Biological aggregation is a critical, yet often overlooked factor in the medical application of nanoparticles. Here we systematically characterize the effects of aggregation on both radiofrequency heating and magnetic resonance image (MRI) contrast of magnetic iron oxide nanoparticles (IONPs), including detailed analysis of the aggregate morphologies based on quasi-fractal descriptions.
While aggregation is shown to produce significant reductions in both heating and MRI contrast, we also present a new method to quantify and correlate these effects for clinical applications, such as cancer hyperthermia, utilizing sweep imaging with Fourier transform (SWIFT) MRI. Therefore, the results of this work not only present new methods to systematically examine a poorly understood area of nanomedicine (not unique to magnetic nanoparticles), but also demonstrate an imaging platform to account for it in the clinic.
Jack Hoopes, Ph.D., D.V.M., of Dartmouth College and Principal Investigator at the Dartmouth Center for Cancer Nanotechnology Excellence (DCCNE) says, "It is now clear that development of a clinically effective magnetic nanoparticle cancer treatment will require nanoparticles that have significant magnetic field-initiated heating potential and the ability to be observed accurately in a non-invasive, real-time manner. Your University of Minnesota MR-SWIFT imaging technology is the first to demonstrate that magnetic nanoparticles can be observed and quantified, with excellent contrast and resolution, at therapeutically meaningful levels using a conventional imaging technology. Equally important is your demonstration that SWIFT MRI can be used to predict the level of therapeutic heating for a specific amount of tumor iron (IONPs) and that IONP aggregation, in the tumor, is critical to understanding heat generation. Our DCCNE looks forward to working with you and your recently developed techniques to enhance our upcoming IONP clinical trials." The DCCNE is attempting to conduct the first in-human clinical trials related to IONP based cancer hyperthermia in the U.S.

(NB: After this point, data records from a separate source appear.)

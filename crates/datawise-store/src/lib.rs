//! DataWise Store crate - immutable in-memory sales table.
//!
//! Loads the JSON dataset once, coerces `sales` and `date` into typed
//! columns, and exposes read-only filtering for the question engine.

pub mod error;
pub mod loader;
pub mod store;

pub use error::StoreError;
pub use store::{Predicate, SalesStore};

On-going work at the University of Minnesota and Dartmouth College plans to expand on the preliminary in vivo studies presented here and demonstrate intra-operative concentration and SAR mapping for IONP treatments that will translate to the clinical setting. This includes opportunities to increase the range of measurable IONP concentrations beyond those already established (up to 3-4 mg Fe/ml) through increased acquisition bandwidth or multi-band-SWIFT. This not only has im-portant implications for cancer hyperthermia applications, but may provide a platform to perform transient, non-invasive biodistribution studies on IONPs. Finally, as the interparticle interactions due to aggregation were determined to be detrimental to the IONPs' heating potential, the authors are also investigating new ways to account for it using SWIFT (as shown here) and controlling it through new coatings which additionally increase the potential for future targeting and drug payload inclusion.